• Directions for this task: Below are the records; give again exactly the line with "and resuming progress", the line with "Nothing was pending", and each line that lies between them, and nothing besides.

• Study material:
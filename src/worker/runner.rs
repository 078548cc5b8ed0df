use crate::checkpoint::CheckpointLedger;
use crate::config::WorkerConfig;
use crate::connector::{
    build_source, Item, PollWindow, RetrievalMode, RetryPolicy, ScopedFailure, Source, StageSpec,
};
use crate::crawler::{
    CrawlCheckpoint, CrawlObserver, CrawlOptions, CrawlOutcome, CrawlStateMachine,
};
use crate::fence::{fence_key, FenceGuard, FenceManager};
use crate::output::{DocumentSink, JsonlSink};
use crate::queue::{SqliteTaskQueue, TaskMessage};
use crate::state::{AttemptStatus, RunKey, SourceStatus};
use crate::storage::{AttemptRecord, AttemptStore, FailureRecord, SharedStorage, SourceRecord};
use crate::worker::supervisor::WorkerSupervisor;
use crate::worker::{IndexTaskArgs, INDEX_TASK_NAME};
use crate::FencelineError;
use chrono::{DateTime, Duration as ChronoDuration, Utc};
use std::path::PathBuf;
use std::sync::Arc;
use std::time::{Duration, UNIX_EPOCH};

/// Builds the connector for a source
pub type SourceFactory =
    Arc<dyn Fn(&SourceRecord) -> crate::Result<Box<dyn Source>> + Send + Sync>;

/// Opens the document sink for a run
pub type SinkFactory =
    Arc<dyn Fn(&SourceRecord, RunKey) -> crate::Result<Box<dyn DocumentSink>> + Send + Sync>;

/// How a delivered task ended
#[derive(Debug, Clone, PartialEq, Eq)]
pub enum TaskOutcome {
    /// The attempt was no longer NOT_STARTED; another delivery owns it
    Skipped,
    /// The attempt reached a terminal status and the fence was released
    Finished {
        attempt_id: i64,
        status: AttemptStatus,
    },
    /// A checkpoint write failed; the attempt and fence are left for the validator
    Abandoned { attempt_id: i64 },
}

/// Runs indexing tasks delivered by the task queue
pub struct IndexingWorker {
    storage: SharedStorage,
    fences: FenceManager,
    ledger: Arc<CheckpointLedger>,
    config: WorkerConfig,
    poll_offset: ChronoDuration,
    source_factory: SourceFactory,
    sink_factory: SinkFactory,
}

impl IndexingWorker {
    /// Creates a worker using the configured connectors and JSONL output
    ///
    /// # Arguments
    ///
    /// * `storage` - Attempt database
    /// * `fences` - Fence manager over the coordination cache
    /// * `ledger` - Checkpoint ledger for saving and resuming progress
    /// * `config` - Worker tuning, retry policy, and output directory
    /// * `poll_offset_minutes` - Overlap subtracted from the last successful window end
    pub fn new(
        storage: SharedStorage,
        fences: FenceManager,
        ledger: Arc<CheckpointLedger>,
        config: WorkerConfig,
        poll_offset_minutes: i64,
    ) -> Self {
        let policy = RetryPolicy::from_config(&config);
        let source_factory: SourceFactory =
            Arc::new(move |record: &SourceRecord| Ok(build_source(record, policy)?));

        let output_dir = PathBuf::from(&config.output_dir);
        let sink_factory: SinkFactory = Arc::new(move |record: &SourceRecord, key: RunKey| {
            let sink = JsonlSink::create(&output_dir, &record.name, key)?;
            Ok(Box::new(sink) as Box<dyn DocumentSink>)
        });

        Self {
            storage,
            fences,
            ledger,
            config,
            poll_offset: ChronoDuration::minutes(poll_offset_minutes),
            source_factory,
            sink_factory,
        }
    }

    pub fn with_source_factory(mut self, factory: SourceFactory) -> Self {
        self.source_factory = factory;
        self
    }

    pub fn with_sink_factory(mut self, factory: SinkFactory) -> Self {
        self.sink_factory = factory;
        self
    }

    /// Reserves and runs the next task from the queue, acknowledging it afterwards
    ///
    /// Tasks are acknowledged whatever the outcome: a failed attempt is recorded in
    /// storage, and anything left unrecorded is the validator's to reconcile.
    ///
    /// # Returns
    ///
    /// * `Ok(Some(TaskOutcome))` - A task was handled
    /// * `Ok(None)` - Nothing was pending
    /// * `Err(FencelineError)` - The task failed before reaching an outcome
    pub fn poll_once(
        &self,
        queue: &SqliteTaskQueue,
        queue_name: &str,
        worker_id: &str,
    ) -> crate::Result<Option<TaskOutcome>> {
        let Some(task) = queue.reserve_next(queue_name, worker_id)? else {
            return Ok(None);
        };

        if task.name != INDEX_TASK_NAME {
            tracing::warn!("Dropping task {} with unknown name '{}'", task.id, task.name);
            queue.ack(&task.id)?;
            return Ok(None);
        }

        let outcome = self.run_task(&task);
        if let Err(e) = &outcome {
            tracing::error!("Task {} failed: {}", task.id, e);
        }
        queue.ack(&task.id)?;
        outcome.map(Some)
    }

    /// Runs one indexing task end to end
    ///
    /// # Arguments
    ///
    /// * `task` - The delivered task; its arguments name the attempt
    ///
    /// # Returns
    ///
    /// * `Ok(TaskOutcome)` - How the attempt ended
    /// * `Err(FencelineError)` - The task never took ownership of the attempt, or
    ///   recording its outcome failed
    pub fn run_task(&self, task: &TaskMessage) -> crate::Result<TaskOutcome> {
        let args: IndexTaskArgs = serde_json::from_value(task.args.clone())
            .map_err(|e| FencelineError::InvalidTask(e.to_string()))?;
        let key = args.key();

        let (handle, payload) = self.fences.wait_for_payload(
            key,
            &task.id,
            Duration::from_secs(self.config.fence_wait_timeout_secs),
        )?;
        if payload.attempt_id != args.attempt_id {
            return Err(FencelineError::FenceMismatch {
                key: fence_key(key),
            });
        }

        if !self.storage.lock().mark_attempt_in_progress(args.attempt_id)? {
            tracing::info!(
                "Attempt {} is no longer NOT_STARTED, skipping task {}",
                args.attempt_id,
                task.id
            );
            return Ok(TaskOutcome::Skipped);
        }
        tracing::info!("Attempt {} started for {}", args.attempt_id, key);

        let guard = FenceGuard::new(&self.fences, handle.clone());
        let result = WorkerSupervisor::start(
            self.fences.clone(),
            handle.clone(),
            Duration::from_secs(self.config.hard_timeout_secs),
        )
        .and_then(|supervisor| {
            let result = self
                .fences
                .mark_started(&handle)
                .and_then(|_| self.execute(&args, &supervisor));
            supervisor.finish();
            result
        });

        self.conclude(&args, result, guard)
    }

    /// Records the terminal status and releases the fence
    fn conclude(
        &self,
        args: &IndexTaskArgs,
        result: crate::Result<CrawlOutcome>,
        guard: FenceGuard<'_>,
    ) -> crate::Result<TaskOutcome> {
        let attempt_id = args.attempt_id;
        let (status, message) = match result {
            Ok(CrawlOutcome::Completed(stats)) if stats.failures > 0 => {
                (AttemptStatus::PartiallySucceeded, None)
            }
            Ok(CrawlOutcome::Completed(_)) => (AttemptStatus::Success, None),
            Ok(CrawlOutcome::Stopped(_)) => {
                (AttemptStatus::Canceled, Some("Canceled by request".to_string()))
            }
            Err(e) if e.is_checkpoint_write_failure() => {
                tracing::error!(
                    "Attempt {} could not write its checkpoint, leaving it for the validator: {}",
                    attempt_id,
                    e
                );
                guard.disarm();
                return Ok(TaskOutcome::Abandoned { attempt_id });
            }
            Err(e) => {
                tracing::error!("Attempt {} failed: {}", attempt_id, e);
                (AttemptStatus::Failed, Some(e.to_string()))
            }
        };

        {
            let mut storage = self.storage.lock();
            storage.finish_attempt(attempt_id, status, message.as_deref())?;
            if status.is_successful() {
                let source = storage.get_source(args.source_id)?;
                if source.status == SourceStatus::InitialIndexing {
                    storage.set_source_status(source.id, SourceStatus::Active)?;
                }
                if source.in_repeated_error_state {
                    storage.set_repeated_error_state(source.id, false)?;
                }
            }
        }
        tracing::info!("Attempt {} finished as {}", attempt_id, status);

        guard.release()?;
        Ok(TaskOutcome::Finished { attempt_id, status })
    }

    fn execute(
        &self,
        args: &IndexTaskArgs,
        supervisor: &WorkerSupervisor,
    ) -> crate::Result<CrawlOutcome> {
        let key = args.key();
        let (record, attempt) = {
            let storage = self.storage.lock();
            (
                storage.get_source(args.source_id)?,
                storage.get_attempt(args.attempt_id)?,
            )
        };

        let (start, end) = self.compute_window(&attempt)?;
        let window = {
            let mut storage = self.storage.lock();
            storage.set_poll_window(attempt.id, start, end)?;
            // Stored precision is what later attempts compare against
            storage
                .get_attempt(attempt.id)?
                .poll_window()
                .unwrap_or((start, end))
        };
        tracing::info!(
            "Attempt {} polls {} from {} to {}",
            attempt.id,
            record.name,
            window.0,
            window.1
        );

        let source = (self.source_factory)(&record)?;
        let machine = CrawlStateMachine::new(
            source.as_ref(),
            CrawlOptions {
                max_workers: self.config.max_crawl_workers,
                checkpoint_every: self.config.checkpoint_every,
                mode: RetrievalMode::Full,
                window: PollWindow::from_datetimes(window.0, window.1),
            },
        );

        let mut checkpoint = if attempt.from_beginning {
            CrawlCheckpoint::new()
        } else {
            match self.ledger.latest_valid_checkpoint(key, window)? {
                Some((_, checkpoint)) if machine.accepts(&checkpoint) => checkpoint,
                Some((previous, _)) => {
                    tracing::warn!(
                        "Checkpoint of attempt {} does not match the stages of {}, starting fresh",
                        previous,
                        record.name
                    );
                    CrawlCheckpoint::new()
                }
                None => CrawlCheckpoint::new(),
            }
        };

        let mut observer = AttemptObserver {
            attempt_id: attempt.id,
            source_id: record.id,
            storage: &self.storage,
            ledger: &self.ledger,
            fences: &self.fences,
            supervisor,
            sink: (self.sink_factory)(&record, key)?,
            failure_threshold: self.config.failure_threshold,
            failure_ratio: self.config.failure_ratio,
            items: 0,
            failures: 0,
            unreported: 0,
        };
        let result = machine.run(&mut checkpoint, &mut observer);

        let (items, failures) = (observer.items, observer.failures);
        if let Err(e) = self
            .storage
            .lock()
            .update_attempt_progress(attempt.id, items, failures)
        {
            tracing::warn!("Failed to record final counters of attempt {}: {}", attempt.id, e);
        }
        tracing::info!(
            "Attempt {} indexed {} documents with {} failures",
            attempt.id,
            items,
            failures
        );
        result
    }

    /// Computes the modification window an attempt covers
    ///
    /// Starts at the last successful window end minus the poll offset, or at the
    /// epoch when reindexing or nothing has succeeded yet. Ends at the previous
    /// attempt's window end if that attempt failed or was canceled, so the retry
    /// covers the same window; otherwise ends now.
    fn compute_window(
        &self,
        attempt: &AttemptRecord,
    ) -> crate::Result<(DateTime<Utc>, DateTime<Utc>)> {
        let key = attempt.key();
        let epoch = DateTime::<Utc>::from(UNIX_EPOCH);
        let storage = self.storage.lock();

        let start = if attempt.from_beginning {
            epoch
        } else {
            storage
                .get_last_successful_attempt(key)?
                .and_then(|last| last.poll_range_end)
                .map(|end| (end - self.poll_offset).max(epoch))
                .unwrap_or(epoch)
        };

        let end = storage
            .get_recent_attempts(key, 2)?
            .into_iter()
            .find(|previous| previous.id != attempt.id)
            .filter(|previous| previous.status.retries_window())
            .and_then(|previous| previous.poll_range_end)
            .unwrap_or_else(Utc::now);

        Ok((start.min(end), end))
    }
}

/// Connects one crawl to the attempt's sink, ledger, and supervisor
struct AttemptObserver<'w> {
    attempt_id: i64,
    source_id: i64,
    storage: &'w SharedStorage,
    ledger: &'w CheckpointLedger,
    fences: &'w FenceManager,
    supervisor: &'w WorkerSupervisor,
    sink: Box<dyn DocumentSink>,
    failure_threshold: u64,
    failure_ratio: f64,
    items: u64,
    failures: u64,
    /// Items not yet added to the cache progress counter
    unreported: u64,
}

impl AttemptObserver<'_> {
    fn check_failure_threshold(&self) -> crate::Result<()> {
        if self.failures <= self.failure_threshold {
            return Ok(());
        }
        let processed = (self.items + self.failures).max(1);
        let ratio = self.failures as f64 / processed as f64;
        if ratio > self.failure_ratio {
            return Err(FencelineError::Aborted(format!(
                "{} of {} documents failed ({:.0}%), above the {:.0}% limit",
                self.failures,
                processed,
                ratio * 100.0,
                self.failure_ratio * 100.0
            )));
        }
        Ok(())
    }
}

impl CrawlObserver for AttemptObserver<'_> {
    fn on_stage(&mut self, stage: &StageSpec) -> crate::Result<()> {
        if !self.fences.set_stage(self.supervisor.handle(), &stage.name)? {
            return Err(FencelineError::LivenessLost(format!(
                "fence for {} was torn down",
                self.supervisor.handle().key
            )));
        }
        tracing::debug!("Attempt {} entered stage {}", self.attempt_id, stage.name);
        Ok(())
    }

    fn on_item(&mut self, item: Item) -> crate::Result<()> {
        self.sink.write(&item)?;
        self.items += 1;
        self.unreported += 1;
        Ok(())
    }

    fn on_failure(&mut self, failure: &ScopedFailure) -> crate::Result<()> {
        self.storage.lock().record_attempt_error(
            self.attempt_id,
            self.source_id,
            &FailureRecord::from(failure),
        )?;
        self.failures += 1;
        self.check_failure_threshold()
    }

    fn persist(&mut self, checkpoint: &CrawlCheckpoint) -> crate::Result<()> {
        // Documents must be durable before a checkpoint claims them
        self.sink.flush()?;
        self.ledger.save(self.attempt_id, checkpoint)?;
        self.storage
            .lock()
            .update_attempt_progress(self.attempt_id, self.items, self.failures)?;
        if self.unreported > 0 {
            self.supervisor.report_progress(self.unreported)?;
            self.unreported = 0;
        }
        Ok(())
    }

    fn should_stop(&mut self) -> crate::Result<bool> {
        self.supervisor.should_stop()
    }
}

• Exercise response:
    /// * `ledger` - Checkpoint ledger for saving and resuming progress
    /// * `config` - Worker tuning, retry policy, and output directory
    /// * `poll_offset_minutes` - Overlap subtracted from the last successful window end
    pub fn new(
        storage: SharedStorage,
        fences: FenceManager,
        ledger: Arc<CheckpointLedger>,
        config: WorkerConfig,
        poll_offset_minutes: i64,
    ) -> Self {
        let policy = RetryPolicy::from_config(&config);
        let source_factory: SourceFactory =
            Arc::new(move |record: &SourceRecord| Ok(build_source(record, policy)?));

        let output_dir = PathBuf::from(&config.output_dir);
        let sink_factory: SinkFactory = Arc::new(move |record: &SourceRecord, key: RunKey| {
            let sink = JsonlSink::create(&output_dir, &record.name, key)?;
            Ok(Box::new(sink) as Box<dyn DocumentSink>)
        });

        Self {
            storage,
            fences,
            ledger,
            config,
            poll_offset: ChronoDuration::minutes(poll_offset_minutes),
            source_factory,
            sink_factory,
        }
    }

    pub fn with_source_factory(mut self, factory: SourceFactory) -> Self {
        self.source_factory = factory;
        self
    }

    pub fn with_sink_factory(mut self, factory: SinkFactory) -> Self {
        self.sink_factory = factory;
        self
    }

    /// Reserves and runs the next task from the queue, acknowledging it afterwards
    ///
    /// Tasks are acknowledged whatever the outcome: a failed attempt is recorded in
    /// storage, and anything left unrecorded is the validator's to reconcile.
    ///
    /// # Returns
    ///
    /// * `Ok(Some(TaskOutcome))` - A task was handled
    /// * `Ok(None)` - Nothing was pending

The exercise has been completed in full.